Прошла еще неделя. От партизан никаких вестей. Тревожно переглядывались мы с мамой. Что могло случиться? Не беда ли? И вдруг, как снег на голову, в дом Каваляускасов ворвалась недобрая весть. Ее принесли школьники. Они рассказали своей учительнице о происшествии в доме Чаплынских, где немцы устроили засаду, и на нее нарвались русские партизаны, обитавшие в окрестных лесах. Многие из них погибли в бою, кое-кто попал в плен. Эту весть учительница во всеуслышание объявила Каваляускасам, когда мы обедали, при этом она внимательно посмотрела на нас с мамой, прищурив длинные ресницы. Зося что-то вскрикнула в испуге. У Йонаса непроизвольно открылся рот и показались зубы. Мама побледнела, уткнувшись в тарелку. Она старалась не выдать своего волнения. А передо мной сразу потускнело весеннее солнце, и сердце стиснула тоска, даже обедать расхотелось. Неужели рухнули мои надежды попасть весной в партизанский отряд? Все молчали.
Паняля учительница, не нарушив немой сцены, торжествующе прошла в свою комнату и, вопреки обыкновению, не прикрыла за собой двери.
Мы молча принялись за еду. Каждый из нас по-своему переживал только что услышанную весть.
Хозяйка Зося боялась, что теперь немцы доберутся и до них: узнают о раненом партизане, скрывавшемся в школе.
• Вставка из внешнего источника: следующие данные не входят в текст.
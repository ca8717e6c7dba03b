use std::path::PathBuf;

use clap::{Parser, Subcommand};

use crate::cli::{CarouselArgs, ContactArgs, DateArgs, TruncateArgs, ValidateConcertsArgs};

/// Command-line tools for the Chœur des Pays du Mont-Blanc website
///
/// Renders content dates in French, shortens summaries at word boundaries,
/// drives the home page image carousel interactively, checks contact
/// messages and validates the concert content file before publication.
#[derive(Parser)]
#[command(version, about, name = "choeur")]
pub struct Args {
    /// Path to the JSON configuration file. Defaults to
    /// $XDG_CONFIG_HOME/choeur/config.json
    #[arg(long, global = true)]
    pub config_file: Option<PathBuf>,

    /// Disable colored output and use plain text
    #[arg(long, global = true)]
    pub no_color: bool,

    #[command(subcommand)]
    pub command: Commands,
}

/// Available commands for the choeur CLI
#[derive(Subcommand)]
pub enum Commands {
    /// Format ISO dates the way the site displays them
    #[command(alias = "d")]
    Date(DateArgs),
    /// Shorten a text without cutting a word
    #[command(alias = "t")]
    Truncate(TruncateArgs),
    /// Run the home page carousel, controlled from stdin
    #[command(alias = "c")]
    Carousel(CarouselArgs),
    /// Check a contact message and print its mailto link
    Contact(ContactArgs),
    /// Validate the concert content file and its media
    #[command(alias = "v")]
    ValidateConcerts(ValidateConcertsArgs),
}
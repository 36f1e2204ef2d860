use std::sync::Arc;

use bytes::BytesMut;
use tokio::io::{AsyncRead, AsyncReadExt, AsyncWrite, AsyncWriteExt};

use crate::http::error::ServeError;
use crate::http::parser::{self, HEADERS_DELIMITER};
use crate::http::request::Request;
use crate::http::response::Response;
use crate::http::router::{Route, Router};
use crate::http::scanner;
use crate::http::writer::ResponseWriter;

/// Default upper bound for the request head.
pub const DEFAULT_READ_LIMIT: usize = 4096;

const READ_CHUNK: usize = 1024;

/// Serves exactly one request on a stream, then closes it.
pub struct Connection<S> {
    stream: S,
    buffer: BytesMut,
    read_limit: usize,
    router: Arc<Router>,
    state: ConnectionState,
}

pub enum ConnectionState {
    Reading,
    Routing(Request),
    Writing(ResponseWriter),
    Closed,
}

impl<S> Connection<S>
where
    S: AsyncRead + AsyncWrite + Unpin,
{
    pub fn new(stream: S, router: Arc<Router>) -> Self {
        Self {
            stream,
            buffer: BytesMut::with_capacity(DEFAULT_READ_LIMIT),
            read_limit: DEFAULT_READ_LIMIT,
            router,
            state: ConnectionState::Reading,
        }
    }

    pub fn with_read_limit(mut self, read_limit: usize) -> Self {
        self.read_limit = read_limit;
        self
    }

    /// Drives the connection from reading to close.
    ///
    /// Framing errors and routing misses are answered with an empty 400/404.
    /// Handler and I/O failures are returned after dropping the stream, with
    /// nothing written for them.
    pub async fn run(mut self) -> Result<(), ServeError> {
        loop {
            let state = std::mem::replace(&mut self.state, ConnectionState::Closed);

            self.state = match state {
                ConnectionState::Reading => match self.read_request().await {
                    Ok(Some(req)) => ConnectionState::Routing(req),
                    Ok(None) => ConnectionState::Closed,
                    Err(e) => Self::respond_to_error(e)?,
                },

                ConnectionState::Routing(req) => match self.route(&req).await {
                    Ok(response) => {
                        tracing::info!(
                            method = %req.method,
                            path = %req.path,
                            status = response.status.as_u16(),
                            "Request handled"
                        );
                        ConnectionState::Writing(ResponseWriter::new(&response))
                    }
                    Err(e) => Self::respond_to_error(e)?,
                },

                ConnectionState::Writing(mut writer) => {
                    writer.write_to_stream(&mut self.stream).await?;
                    ConnectionState::Closed
                }

                ConnectionState::Closed => break,
            };
        }

        self.stream.shutdown().await?;
        Ok(())
    }

    /// Reads and parses one request. `None` means the peer closed before
    /// sending anything.
    pub async fn read_request(&mut self) -> Result<Option<Request>, ServeError> {
        let read = self.fill_head().await?;
        if read == 0 {
            return Ok(None);
        }

        let head = parser::parse_head(&self.buffer[..read])?;

        let body = match head.content_length {
            Some(len) => self.read_body(head.body_start, len).await?,
            None => Vec::new(),
        };

        Ok(Some(head.into_request(body)))
    }

    /// Buffers input until the head terminator shows up, the read limit is
    /// reached, or the peer stops sending. Returns the number of bytes held.
    async fn fill_head(&mut self) -> std::io::Result<usize> {
        let mut temp = [0u8; READ_CHUNK];
        let mut scanned = 0;

        loop {
            let len = self.buffer.len();

            if scanner::find(&self.buffer, HEADERS_DELIMITER, scanned, len).is_some() {
                break;
            }
            if len >= self.read_limit {
                tracing::debug!(limit = self.read_limit, "Request head hit read limit");
                break;
            }
            // A terminator may straddle the next read.
            scanned = len.saturating_sub(HEADERS_DELIMITER.len() - 1);

            let want = READ_CHUNK.min(self.read_limit - len);
            let n = self.stream.read(&mut temp[..want]).await?;

            if n == 0 {
                break;
            }

            self.buffer.extend_from_slice(&temp[..n]);
        }

        Ok(self.buffer.len())
    }

    /// Collects `len` body bytes: first whatever already sits in the buffer
    /// after the head, then the rest straight from the stream.
    async fn read_body(&mut self, body_start: usize, len: usize) -> std::io::Result<Vec<u8>> {
        let buffered = &self.buffer[body_start.min(self.buffer.len())..];
        let mut body = buffered[..buffered.len().min(len)].to_vec();

        let remaining = len - body.len();
        if remaining > 0 {
            let got = (&mut self.stream)
                .take(remaining as u64)
                .read_to_end(&mut body)
                .await?;

            if got < remaining {
                return Err(std::io::Error::new(
                    std::io::ErrorKind::UnexpectedEof,
                    format!("body ended after {} of {} bytes", body.len(), len),
                ));
            }
        }

        Ok(body)
    }

    async fn route(&self, req: &Request) -> Result<Response, ServeError> {
        let no_route = || ServeError::NoRoute {
            method: req.method.to_string(),
            path: req.path.clone(),
        };

        match self.router.dispatch(req) {
            Route::Matched(handler) => handler.handle(req).map_err(ServeError::Handler),

            Route::StaticFallback(path) => {
                let files = self.router.static_files().ok_or_else(no_route)?;
                if !files.exists(&path).await {
                    tracing::debug!(path = %path, "Whitelisted file missing on disk");
                    return Err(no_route());
                }
                Ok(files.respond(&path).await?)
            }

            Route::NoRoute => Err(no_route()),
        }
    }

    fn respond_to_error(e: ServeError) -> Result<ConnectionState, ServeError> {
        match e.status() {
            Some(status) => {
                tracing::warn!(status = status.as_u16(), error = %e, "Rejecting request");
                let response = Response::empty(status);
                Ok(ConnectionState::Writing(ResponseWriter::new(&response)))
            }
            None => Err(e),
        }
    }
}
use std::sync::Arc;

use tokio::net::TcpListener;
use tokio::sync::Semaphore;
use tracing::info;

use crate::config::ServerConfig;
use crate::http::connection::Connection;
use crate::http::router::Router;

/// Accept loop. At most `workers` connections are served at once; while all
/// permits are taken no further connection is accepted.
pub async fn run(cfg: &ServerConfig, router: Arc<Router>) -> anyhow::Result<()> {
    let listener = TcpListener::bind(&cfg.listen_addr).await?;
    info!(
        addr = %cfg.listen_addr,
        workers = cfg.workers,
        routes = router.route_count(),
        "Listening"
    );

    serve(listener, cfg, router).await
}

/// Runs the accept loop on an already bound listener.
pub async fn serve(
    listener: TcpListener,
    cfg: &ServerConfig,
    router: Arc<Router>,
) -> anyhow::Result<()> {
    let workers = Arc::new(Semaphore::new(cfg.workers));

    loop {
        let permit = Arc::clone(&workers).acquire_owned().await?;
        let (socket, peer) = listener.accept().await?;
        info!(%peer, "Accepted connection");

        let router = Arc::clone(&router);
        let read_limit = cfg.read_limit;
        tokio::spawn(async move {
            let _permit = permit;
            let conn = Connection::new(socket, router).with_read_limit(read_limit);
            if let Err(e) = conn.run().await {
                tracing::error!(%peer, error = %e, "Connection error");
            }
        });
    }
}
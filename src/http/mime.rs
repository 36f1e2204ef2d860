//! Content-type probing from file extensions.

use std::path::Path;

pub const DEFAULT_MIME_TYPE: &str = "application/octet-stream";

/// Guesses the content type of a file from its extension.
///
/// Unknown or missing extensions map to `application/octet-stream`.
pub fn content_type(path: &Path) -> &'static str {
    let Some(ext) = path.extension().and_then(|ext| ext.to_str()) else {
        return DEFAULT_MIME_TYPE;
    };

    match ext.to_ascii_lowercase().as_str() {
        // HTML and text
        "html" | "htm" => "text/html",
        "txt" => "text/plain",
        "css" => "text/css",
        "csv" => "text/csv",

        // Scripts and data
        "js" | "mjs" => "text/javascript",
        "json" => "application/json",
        "xml" => "application/xml",
        "wasm" => "application/wasm",
        "pdf" => "application/pdf",

        // Images
        "png" => "image/png",
        "jpg" | "jpeg" => "image/jpeg",
        "gif" => "image/gif",
        "svg" => "image/svg+xml",
        "webp" => "image/webp",
        "ico" => "image/x-icon",

        // Fonts
        "woff" => "font/woff",
        "woff2" => "font/woff2",
        "ttf" => "font/ttf",

        _ => DEFAULT_MIME_TYPE,
    }
}

#[cfg(test)]
mod tests {
    use super::*;

    #[test]
    fn known_extensions() {
        assert_eq!(content_type(Path::new("public/index.html")), "text/html");
        assert_eq!(content_type(Path::new("spring.SVG")), "image/svg+xml");
        assert_eq!(content_type(Path::new("app.js")), "text/javascript");
    }

    #[test]
    fn unknown_or_missing_extension() {
        assert_eq!(content_type(Path::new("archive.xyz")), DEFAULT_MIME_TYPE);
        assert_eq!(content_type(Path::new("README")), DEFAULT_MIME_TYPE);
    }
}
//! Startup: handler registration and the accept loop.

pub mod listener;

use std::sync::Arc;

use crate::config::Config;
use crate::http::request::{Method, Request};
use crate::http::response::Response;
use crate::http::router::Router;
use crate::http::static_files::StaticFiles;

/// Collects handlers, then serves them.
///
/// Registration happens on `&mut self` before [`Server::run`] takes the
/// server by value, so the route table is frozen once connections arrive.
pub struct Server {
    config: Config,
    router: Router,
}

impl Server {
    pub fn new(config: Config) -> Self {
        let static_files = Arc::new(StaticFiles::from_config(&config.static_files));
        Self {
            router: Router::with_static_files(static_files),
            config,
        }
    }

    pub fn add_handler<F>(&mut self, method: Method, path: impl Into<String>, handler: F) -> &mut Self
    where
        F: Fn(&Request) -> anyhow::Result<Response> + Send + Sync + 'static,
    {
        self.router.register(method, path, handler);
        self
    }

    /// Freezes the route table and shares it between connections.
    pub fn into_router(self) -> Arc<Router> {
        Arc::new(self.router)
    }

    pub async fn run(self) -> anyhow::Result<()> {
        let server_cfg = self.config.server.clone();
        listener::run(&server_cfg, self.into_router()).await
    }
}
use crate::http::error::ParseError;
use crate::http::request::{Method, Request};
use crate::http::scanner;

const REQUEST_LINE_DELIMITER: &[u8] = b"\r\n";
pub const HEADERS_DELIMITER: &[u8] = b"\r\n\r\n";

/// Everything known about a request once its head has been scanned.
///
/// The body is not part of the head; `body_start` and `content_length` tell
/// the caller where it begins in the buffer and how many bytes to collect.
#[derive(Debug)]
pub struct RequestHead {
    pub method: Method,
    pub path: String,
    pub version: String,
    pub headers: Vec<String>,
    pub query: Vec<(String, String)>,
    /// Offset of the first byte after the header block terminator
    pub body_start: usize,
    /// Body length to read; always `None` for GET
    pub content_length: Option<usize>,
}

impl RequestHead {
    pub fn into_request(self, body: Vec<u8>) -> Request {
        Request {
            method: self.method,
            path: self.path,
            version: self.version,
            headers: self.headers,
            query: self.query,
            body,
        }
    }
}

/// Parses the request line and header block out of the bytes read so far.
///
/// `buf` is the bounded prefix of the connection input; nothing past it is
/// looked at.
pub fn parse_head(buf: &[u8]) -> Result<RequestHead, ParseError> {
    let read = buf.len();

    // Request line
    let request_line_end = scanner::find(buf, REQUEST_LINE_DELIMITER, 0, read)
        .ok_or(ParseError::MalformedRequestLine)?;

    let request_line = std::str::from_utf8(&buf[..request_line_end])
        .map_err(|_| ParseError::MalformedRequestLine)?;

    let mut parts: Vec<&str> = request_line.split(' ').collect();
    while parts.last() == Some(&"") {
        parts.pop();
    }
    let &[method_str, target, version] = parts.as_slice() else {
        return Err(ParseError::MalformedRequestLine);
    };

    let method = Method::from_str(method_str)
        .ok_or_else(|| ParseError::UnsupportedMethod(method_str.to_string()))?;

    if !target.starts_with('/') {
        return Err(ParseError::MalformedPath(target.to_string()));
    }

    // Header block. The terminator may start at the request line's own CRLF
    // when there are no header lines at all.
    let headers_start = request_line_end + REQUEST_LINE_DELIMITER.len();
    let headers_end = scanner::find(buf, HEADERS_DELIMITER, request_line_end, read)
        .ok_or(ParseError::MalformedHeaders)?;

    let headers = if headers_end < headers_start {
        Vec::new()
    } else {
        String::from_utf8_lossy(&buf[headers_start..headers_end])
            .split("\r\n")
            .map(str::to_string)
            .collect()
    };

    let path = target.to_string();
    let query = query_pairs(target);

    let content_length = match method {
        Method::GET => None,
        _ => content_length(&headers)?,
    };

    tracing::trace!(
        method = %method,
        path = %path,
        headers = headers.len(),
        content_length = ?content_length,
        "Parsed request head"
    );

    Ok(RequestHead {
        method,
        path,
        version: version.to_string(),
        headers,
        query,
        body_start: headers_end + HEADERS_DELIMITER.len(),
        content_length,
    })
}

/// Extracts the body length from raw header lines.
///
/// The first line starting with `Content-Length` wins; its value is whatever
/// follows the first space, trimmed. A missing header is not an error.
pub fn content_length(headers: &[String]) -> Result<Option<usize>, ParseError> {
    let Some(line) = headers.iter().find(|h| h.starts_with("Content-Length")) else {
        return Ok(None);
    };

    let value = line
        .split_once(' ')
        .map(|(_, v)| v.trim())
        .ok_or_else(|| ParseError::InvalidContentLength(line.clone()))?;

    value
        .parse::<usize>()
        .map(Some)
        .map_err(|_| ParseError::InvalidContentLength(value.to_string()))
}

/// Decodes the query string of a request target into ordered pairs.
fn query_pairs(target: &str) -> Vec<(String, String)> {
    match target.split_once('?') {
        Some((_, query)) => url::form_urlencoded::parse(query.as_bytes())
            .into_owned()
            .collect(),
        None => Vec::new(),
    }
}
Примерно то же самое переживал и Йонас. Кроме того, его беспокоил тот факт, что раненый партизан вначале скрывался у Чаплынских, а потом его перевезли к нему в школу, о чем Чаплынские, вероятно, знали. Поэтому, если они выдали немцам партизан, то выдадут и Каваляускасов, укрывавших раненого больше месяца. Чаплынские искупили свою вину предательством. А чем Йонас искупит свою вину? Он может искупить ее только собственной головой. А может, тоже предательством? Предательством своих батраков! Ведь он кое-что замечал за ними. Недаром же он последнее время не сводил с них глаз, следил за ними. Да кое-что Йонас знает. Он не дурак…
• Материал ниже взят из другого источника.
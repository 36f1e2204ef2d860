/// Finds the first occurrence of `needle` inside `haystack[start..end)`.
///
/// Only matches lying completely inside the window are reported, so a needle
/// longer than the remaining window (or an empty window) yields `None`.
/// `end` is clamped to the haystack length.
pub fn find(haystack: &[u8], needle: &[u8], start: usize, end: usize) -> Option<usize> {
    let end = end.min(haystack.len());

    if needle.is_empty() || start >= end || end - start < needle.len() {
        return None;
    }

    haystack[start..end]
        .windows(needle.len())
        .position(|w| w == needle)
        .map(|pos| start + pos)
}
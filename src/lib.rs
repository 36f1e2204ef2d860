//! microhttp - minimal single-request-per-connection HTTP/1.1 server
//!
//! Request framing, exact-match routing and whitelisted static files.

pub mod config;
pub mod http;
pub mod server;
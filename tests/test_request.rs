use microhttp::http::request::{Method, Request, RequestBuilder};

fn request_with_headers(headers: &[&str]) -> Request {
    Request {
        method: Method::GET,
        path: "/".to_string(),
        version: "HTTP/1.1".to_string(),
        headers: headers.iter().map(|h| h.to_string()).collect(),
        query: vec![],
        body: vec![],
    }
}

#[test]
fn test_request_header_retrieval() {
    let req = request_with_headers(&["Host: example.com", "Content-Type: application/json"]);

    assert_eq!(req.header("Host"), Some("example.com"));
    assert_eq!(req.header("content-type"), Some("application/json"));
    assert_eq!(req.header("Missing"), None);
}

#[test]
fn test_request_header_first_duplicate_wins() {
    let req = request_with_headers(&["X-Tag: a", "X-Tag: b"]);
    assert_eq!(req.header("X-Tag"), Some("a"));
}

#[test]
fn test_request_header_line_without_colon_is_skipped() {
    let req = request_with_headers(&["BrokenHeader", "Host: x"]);
    assert_eq!(req.header("BrokenHeader"), None);
    assert_eq!(req.header("Host"), Some("x"));
}

#[test]
fn test_request_query_param_case_insensitive() {
    let req = RequestBuilder::new()
        .method(Method::GET)
        .path("/search")
        .query_param("Last", "10")
        .query_param("last", "20")
        .build()
        .unwrap();

    assert_eq!(req.query_param("LAST"), Some("10"));
    assert_eq!(req.query_param("missing"), None);
    assert_eq!(req.query_param_or("missing", "fallback"), "fallback");
    assert_eq!(req.query_param_or("last", "fallback"), "10");
}

#[test]
fn test_request_builder_defaults() {
    let req = RequestBuilder::new()
        .method(Method::POST)
        .path("/messages")
        .header("Content-Length: 5")
        .body(b"hello".to_vec())
        .build()
        .unwrap();

    assert_eq!(req.version, "HTTP/1.1");
    assert_eq!(req.headers, vec!["Content-Length: 5"]);
    assert_eq!(req.body_text(), "hello");
}

#[test]
fn test_request_builder_rejects_missing_fields() {
    assert!(RequestBuilder::new().path("/").build().is_err());
    assert!(RequestBuilder::new().method(Method::GET).build().is_err());
}

#[test]
fn test_request_builder_rejects_relative_path() {
    let result = RequestBuilder::new()
        .method(Method::GET)
        .path("index.html")
        .build();
    assert!(result.is_err());
}

#[test]
fn test_method_round_trip_names() {
    assert_eq!(Method::from_str("POST"), Some(Method::POST));
    assert_eq!(Method::GET.as_str(), "GET");
    assert_eq!(Method::POST.to_string(), "POST");
    assert_eq!(Method::from_str("PATCH"), None);
}
//! Error taxonomy for one connection.
//!
//! Parse errors and routing misses are answered with an empty-bodied status
//! response; handler and I/O failures close the connection without one.

use crate::http::response::StatusCode;

/// Framing failures detected while parsing the request head.
#[derive(Debug, thiserror::Error, PartialEq, Eq)]
pub enum ParseError {
    #[error("malformed request line")]
    MalformedRequestLine,

    #[error("unsupported method: {0}")]
    UnsupportedMethod(String),

    #[error("malformed path: {0}")]
    MalformedPath(String),

    #[error("header block terminator not found")]
    MalformedHeaders,

    #[error("invalid Content-Length: {0:?}")]
    InvalidContentLength(String),
}

#[derive(Debug, thiserror::Error)]
pub enum ServeError {
    #[error(transparent)]
    Parse(#[from] ParseError),

    #[error("no route for {method} {path}")]
    NoRoute { method: String, path: String },

    #[error("handler failed: {0}")]
    Handler(anyhow::Error),

    #[error(transparent)]
    Io(#[from] std::io::Error),
}

impl ServeError {
    /// Status to answer with, or `None` when the connection must just be dropped.
    pub fn status(&self) -> Option<StatusCode> {
        match self {
            ServeError::Parse(_) => Some(StatusCode::BadRequest),
            ServeError::NoRoute { .. } => Some(StatusCode::NotFound),
            ServeError::Handler(_) | ServeError::Io(_) => None,
        }
    }
}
Тяжелые думы лежали и на сердце мамы: «Неужели Чаплынские — предатели, — думала она. — Ведь это самые бедные хуторяне во всей округе». Чаплынские жили километрах в трех от Каваляускасов, имели большую семью и 13 гектаров земли. Чуть правее их находилась усадьба Вайнорюсов. У них тоже было почти столько же земли, но они жили только вдвоем — два брата. Напротив Каваляускасов, тоже километрах в трех, стоял дом Минкуса Прануса. Ему принадлежало 17 гектаров земли. Справа, как известно, было богатое поместье Гильвичай, которым владела русская белая эмигрантка Ольга Гирдвайнис. «Так неужели же не богачи, а бедняки выдали русских партизан? — терзалась сомнениями мама. — И что мне теперь делать с шифровкой? Уничтожить, пока не поздно? Или подождать немного?..»
Мама решила подождать.
Что касается меня, то я тоже не хотел верить в предательство Чаплынских. Славились они на всю округу своей баней. Казалось бы, ничего особенного она не представляла: маленькая, деревянная банька, похожая на сказочную избушку бабы Яги, только без курьих ножек. А каждую субботу сюда собирались крестьяне окрестных хуторов — любители жаркого пара. Приходили даже дряхлые старики, опираясь на яблоневые посошки. Очаг в ней был сложен из круглолобого булыжника. Внизу топка. Над топкой, обложенной тем же камнем, — большой черный котел. У двери, прямо на полу, выставлялись в ряд липовые кадки под холодную воду. Вдоль стен деревянные лавки. Они для тех, у кого дух слаб забираться на верхний полок.